What you are asked to do: Go through the records underneath and count the lines that include the string "SECTION". Give nothing but the number.

================

// crates/smokecheck-cli/src/main.rs
// ============================================================================
// Module: Smokecheck CLI Entry Point
// Description: Command dispatcher for smoke-test runs and config tooling.
// Purpose: Map harness runs onto process exit codes for automation.
// Dependencies: clap, smokecheck-checks, smokecheck-config, smokecheck-core
// ============================================================================

//! ## Overview
//! The smokecheck CLI loads a validated configuration, executes the harness,
//! and renders the run report as text or JSON. The sole automation contract
//! is the exit code: zero when every executed check and every alternative
//! path group succeeded, one otherwise. The `probe` command exposes the
//! readiness gate on its own, and `config validate` checks a configuration
//! without touching any collaborator.

// ============================================================================
// SECTION: Modules
// ============================================================================

#[cfg(test)]
mod main_tests;

// ============================================================================
// SECTION: Imports
// ============================================================================

use std::io::Write;
use std::path::PathBuf;
use std::process::ExitCode;

use clap::ArgAction;
use clap::Args;
use clap::CommandFactory;
use clap::Parser;
use clap::Subcommand;
use clap::ValueEnum;
use smokecheck_checks::HttpProbeTransport;
use smokecheck_checks::execute;
use smokecheck_config::SmokecheckConfig;
use smokecheck_core::ReadinessProbe;
use smokecheck_core::RunReport;
use smokecheck_core::ThreadSleeper;
use smokecheck_core::render_text;
use thiserror::Error;

// ============================================================================
// SECTION: CLI Types
// ============================================================================

/// Top-level CLI definition.
#[derive(Parser, Debug)]
#[command(name = "smokecheck", disable_help_subcommand = true, disable_version_flag = true)]
struct Cli {
    /// Print version information and exit.
    #[arg(long = "version", action = ArgAction::SetTrue, global = true)]
    show_version: bool,
    /// Selected subcommand to execute.
    #[command(subcommand)]
    command: Option<Commands>,
}

/// Supported CLI subcommands.
#[derive(Subcommand, Debug)]
enum Commands {
    /// Execute the configured smoke-test run.
    Run(RunCommand),
    /// Probe the target for readiness without running any check.
    Probe(ProbeCommand),
    /// Configuration utilities.
    Config {
        /// Selected configuration subcommand.
        #[command(subcommand)]
        command: ConfigCommands,
    },
}

/// Arguments for the run command.
#[derive(Args, Debug)]
struct RunCommand {
    /// Path to the configuration file (defaults to `SMOKECHECK_CONFIG` or
    /// `smokecheck.toml`).
    #[arg(long, value_name = "PATH")]
    config: Option<PathBuf>,
    /// Output format for the run report.
    #[arg(long, value_enum, default_value_t = ReportFormat::Text)]
    format: ReportFormat,
}

/// Arguments for the probe command.
#[derive(Args, Debug)]
struct ProbeCommand {
    /// Path to the configuration file (defaults to `SMOKECHECK_CONFIG` or
    /// `smokecheck.toml`).
    #[arg(long, value_name = "PATH")]
    config: Option<PathBuf>,
}

/// Configuration subcommands.
#[derive(Subcommand, Debug)]
enum ConfigCommands {
    /// Load and validate a configuration file.
    Validate(ConfigValidateCommand),
}

/// Arguments for configuration validation.
#[derive(Args, Debug)]
struct ConfigValidateCommand {
    /// Path to the configuration file (defaults to `SMOKECHECK_CONFIG` or
    /// `smokecheck.toml`).
    #[arg(long, value_name = "PATH")]
    config: Option<PathBuf>,
}

/// Output formats for the run report.
#[derive(ValueEnum, Copy, Clone, Debug, PartialEq, Eq)]
enum ReportFormat {
    /// Line-per-check text report.
    Text,
    /// JSON report for automation.
    Json,
}

// ============================================================================
// SECTION: Errors
// ============================================================================

/// CLI error wrapper carrying a user-facing message.
#[derive(Debug, Error)]
#[error("{message}")]
struct CliError {
    /// Human-readable error message.
    message: String,
}

impl CliError {
    /// Constructs a new [`CliError`] from a message.
    const fn new(message: String) -> Self {
        Self {
            message,
        }
    }
}

/// CLI result alias for fallible operations.
type CliResult<T> = Result<T, CliError>;

// ============================================================================
// SECTION: Entry Point
// ============================================================================

/// CLI entry point returning an exit code.
fn main() -> ExitCode {
    match run() {
        Ok(code) => code,
        Err(err) => emit_error(&err.to_string()),
    }
}

/// Executes the CLI command dispatcher.
fn run() -> CliResult<ExitCode> {
    let cli = Cli::parse();

    if cli.show_version {
        let version = env!("CARGO_PKG_VERSION");
        write_stdout_line(&format!("smokecheck {version}"))
            .map_err(|err| CliError::new(output_error("stdout", &err)))?;
        return Ok(ExitCode::SUCCESS);
    }

    let Some(command) = cli.command else {
        show_help()?;
        return Ok(ExitCode::SUCCESS);
    };

    match command {
        Commands::Run(command) => command_run(&command),
        Commands::Probe(command) => command_probe(&command),
        Commands::Config {
            command,
        } => match command {
            ConfigCommands::Validate(command) => command_config_validate(&command),
        },
    }
}

/// Prints top-level help when no subcommand is given.
fn show_help() -> CliResult<()> {
    let mut command = Cli::command();
    command.print_help().map_err(|err| CliError::new(output_error("stdout", &err)))?;
    write_stdout_line("").map_err(|err| CliError::new(output_error("stdout", &err)))?;
    Ok(())
}

// ============================================================================
// SECTION: Run Command
// ============================================================================

/// Loads configuration, executes the harness, and reports the verdict.
fn command_run(command: &RunCommand) -> CliResult<ExitCode> {
    let config = SmokecheckConfig::load(command.config.as_deref())
        .map_err(|err| CliError::new(err.to_string()))?;
    let report = execute(&config).map_err(|err| CliError::new(err.to_string()))?;
    let rendered = render_report(&report, command.format)?;
    write_stdout_line(&rendered).map_err(|err| CliError::new(output_error("stdout", &err)))?;
    if report.overall_passed {
        Ok(ExitCode::SUCCESS)
    } else {
        Ok(ExitCode::FAILURE)
    }
}

/// Renders a run report in the requested format.
fn render_report(report: &RunReport, format: ReportFormat) -> CliResult<String> {
    match format {
        ReportFormat::Text => Ok(render_text(report)),
        ReportFormat::Json => serde_json::to_string_pretty(report)
            .map_err(|err| CliError::new(format!("report serialization failed: {err}"))),
    }
}

// ============================================================================
// SECTION: Probe Command
// ============================================================================

/// Probes the target for readiness without executing any check.
fn command_probe(command: &ProbeCommand) -> CliResult<ExitCode> {
    let config = SmokecheckConfig::load(command.config.as_deref())
        .map_err(|err| CliError::new(err.to_string()))?;
    let transport = HttpProbeTransport::new().map_err(|err| CliError::new(err.to_string()))?;
    let policy = config.target.probe.policy();
    let probe = ReadinessProbe::new(transport, ThreadSleeper, policy);
    if probe.wait_ready(&config.target.base_url) {
        write_stdout_line(&format!("target {} is ready", config.target.base_url))
            .map_err(|err| CliError::new(output_error("stdout", &err)))?;
        Ok(ExitCode::SUCCESS)
    } else {
        write_stdout_line(&format!(
            "target {} is not ready after {} attempts",
            config.target.base_url, policy.max_attempts
        ))
        .map_err(|err| CliError::new(output_error("stdout", &err)))?;
        Ok(ExitCode::FAILURE)
    }
}

// ============================================================================
// SECTION: Config Command
// ============================================================================

/// Loads and validates a configuration file.
fn command_config_validate(command: &ConfigValidateCommand) -> CliResult<ExitCode> {
    SmokecheckConfig::load(command.config.as_deref())
        .map_err(|err| CliError::new(err.to_string()))?;
    write_stdout_line("configuration valid")
        .map_err(|err| CliError::new(output_error("stdout", &err)))?;
    Ok(ExitCode::SUCCESS)
}

// ============================================================================
// SECTION: Output Helpers
// ============================================================================

/// Writes a single line to stdout.
fn write_stdout_line(message: &str) -> std::io::Result<()> {
    let mut stdout = std::io::stdout();
    writeln!(&mut stdout, "{message}")
}

/// Writes a single line to stderr.
fn write_stderr_line(message: &str) -> std::io::Result<()> {
    let mut stderr = std::io::stderr();
    writeln!(&mut stderr, "{message}")
}

/// Formats an output write failure message.
fn output_error(stream: &str, error: &std::io::Error) -> String {
    format!("failed to write to {stream}: {error}")
}

/// Writes an error message to stderr and returns a failing exit code.
fn emit_error(message: &str) -> ExitCode {
    let _ = write_stderr_line(message);
    ExitCode::FAILURE
}
pub mod projectors {
    pub mod tagged {
        //! "Which headings carry tag X" without descending below a hit.

        use crate::core::{NodeId, NodeRef, Outline};
        use crate::visit::{Visitor, Walk, walk};

        pub struct TaggedHeadings<'t> {
            pub tag: &'t str,
        }

        impl Visitor for TaggedHeadings<'_> {
            type Output = Vec<NodeId>;

            fn visit_heading(&mut self, node: NodeRef<'_>) -> Walk<Self::Output> {
                if node.has_tag(self.tag) {
                    Walk::Prune(vec![node.id()])
                } else {
                    Walk::Continue
                }
            }

            fn visit_text(&mut self, _node: NodeRef<'_>) -> Walk<Self::Output> {
                Walk::Prune(vec![])
            }

            fn combine(&mut self, results: Vec<Self::Output>) -> Self::Output {
                results.into_iter().flatten().collect()
            }
        }

        /// Outermost headings tagged `tag`, in document order.
        pub fn find_tagged(outline: &Outline, tag: &str) -> Vec<NodeId> {
            walk(outline, &mut TaggedHeadings { tag })
        }

        #[cfg(test)]
        mod tests {
            use super::*;
            use crate::builder::{ParseOptions, parse_str};

            #[test]
            fn stops_at_first_tagged_ancestor() {
                let outline = parse_str(
                    "* Inbox\n** Project A :sync:\n*** Task :sync:\n** Loose\n*** Project B :sync:\n* Project C :sync:",
                    &ParseOptions::default(),
                )
                .unwrap();

                let titles: Vec<_> = find_tagged(&outline, "sync")
                    .into_iter()
                    .map(|id| outline.get(id).unwrap().text())
                    .collect();
                assert_eq!(titles, ["Project A", "Project B", "Project C"]);
                assert!(find_tagged(&outline, "absent").is_empty());
            }
        }
    }

    pub mod agenda {
        //! Agenda read model: one item per planning timestamp on a heading.

        use crate::core::{NodeId, NodeRef, Outline, PlanningKey, Status, Tag};
        use crate::visit::{Visitor, Walk, walk};
        use chrono::{NaiveDate, NaiveDateTime};
        use serde::{Deserialize, Serialize};

        #[serde_with::skip_serializing_none]
        #[derive(Debug, Clone, PartialEq, Eq, Serialize, Deserialize)]
        pub struct AgendaItem {
            pub heading: NodeId,
            pub when_kind: PlanningKey,
            pub start: NaiveDateTime,
            pub end: Option<NaiveDateTime>,
            pub active: bool,
            pub title: String,
            pub status: Status,
            pub tags: Vec<Tag>,
            /// Titles of enclosing headings, outermost first.
            pub context_path: Vec<String>,
        }

        /// Inclusive date window.
        #[derive(Debug, Clone, Copy, PartialEq, Eq, Serialize, Deserialize)]
        pub struct AgendaRange {
            pub from: Option<NaiveDate>,
            pub to: Option<NaiveDate>,
        }

        impl AgendaRange {
            pub fn contains(&self, dt: NaiveDateTime) -> bool {
                let date = dt.date();
                self.from.is_none_or(|f| date >= f) && self.to.is_none_or(|t| date <= t)
            }
        }

        struct AgendaCollector;

        impl Visitor for AgendaCollector {
            type Output = Vec<AgendaItem>;

            fn visit_heading(&mut self, node: NodeRef<'_>) -> Walk<Self::Output> {
                Walk::ContinueWith(items_for(node))
            }

            fn visit_text(&mut self, _node: NodeRef<'_>) -> Walk<Self::Output> {
                Walk::Prune(vec![])
            }

            fn combine(&mut self, results: Vec<Self::Output>) -> Self::Output {
                results.into_iter().flatten().collect()
            }
        }

        fn items_for(node: NodeRef<'_>) -> Vec<AgendaItem> {
            let attrs = node.attrs();
            if attrs.planning().next().is_none() {
                return vec![];
            }

            let mut context_path: Vec<String> = node
                .ancestors()
                .filter(|a| a.as_heading().is_some())
                .map(|a| a.text().to_string())
                .collect();
            context_path.reverse();

            attrs
                .planning()
                .map(|(kind, ts)| AgendaItem {
                    heading: node.id(),
                    when_kind: kind,
                    start: ts.start(),
                    end: ts.end(),
                    active: ts.active,
                    title: node.text().to_string(),
                    status: attrs.status,
                    tags: attrs.tags.iter().cloned().collect(),
                    context_path: context_path.clone(),
                })
                .collect()
        }

        /// Agenda items in document order.
        pub fn project(outline: &Outline) -> Vec<AgendaItem> {
            walk(outline, &mut AgendaCollector)
        }

        /// Items from many outlines inside `range`, sorted by start.
        pub fn project_all<'a>(
            outlines: impl IntoIterator<Item = &'a Outline>,
            range: AgendaRange,
        ) -> Vec<AgendaItem> {
            let mut items: Vec<AgendaItem> = outlines
                .into_iter()
                .flat_map(project)
                .filter(|item| range.contains(item.start))
                .collect();
            items.sort_by_key(|item| item.start);
            items
        }

    }
}
//! Area creation and lookup

use crate::staging::error::GraphError;
use crate::staging::model::{Area, ImageFields, Project};

/// Case-insensitive, whitespace-trimmed form used for name and title matching
pub(crate) fn normalize_name(name: &str) -> String {
    name.trim().to_lowercase()
}

impl Project {
    /// Index of the area identified by `areaId`, `_id` or alias.
    ///
    /// Every operation that takes an area key resolves it here once and works
    /// with the index from then on.
    pub fn resolve_area(&self, key: &str) -> Option<usize> {
        self.areas.iter().position(|area| area.matches_key(key))
    }

    pub fn area(&self, key: &str) -> Option<&Area> {
        self.resolve_area(key).map(|index| &self.areas[index])
    }

    /// Index of the first area whose name matches `name` ignoring case and
    /// surrounding whitespace
    pub fn area_named(&self, name: &str) -> Option<usize> {
        let wanted = normalize_name(name);
        self.areas
            .iter()
            .position(|area| normalize_name(&area.area_name) == wanted)
    }

    /// Append a new area with its own image, then relocate image fields.
    pub fn add_area(&mut self, name: &str, image: ImageFields) -> Result<Area, GraphError> {
        if name.trim().is_empty() {
            return Err(GraphError::validation("areaName", "Area name is required"));
        }
        let area = Area::new(name, Some(image), true);
        tracing::debug!(project_id = %self.id, area_id = %area.area_id, "adding area");
        self.areas.push(area);
        self.relocate_images();
        Ok(self.areas[self.areas.len() - 1].clone())
    }

    /// Create the first area from the project's direct image.
    ///
    /// Only meaningful right after creation; the project keeps its own copy of
    /// the image and relocation is not run.
    pub(crate) fn auto_create_area_from_image(&mut self) {
        if !self.areas.is_empty() {
            return;
        }
        if let Some(image) = &self.image {
            let area = Area::new(&self.project_name, Some(ImageFields::from_project_image(image)), true);
            self.areas.push(area);
        }
    }
}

================

Task response: 9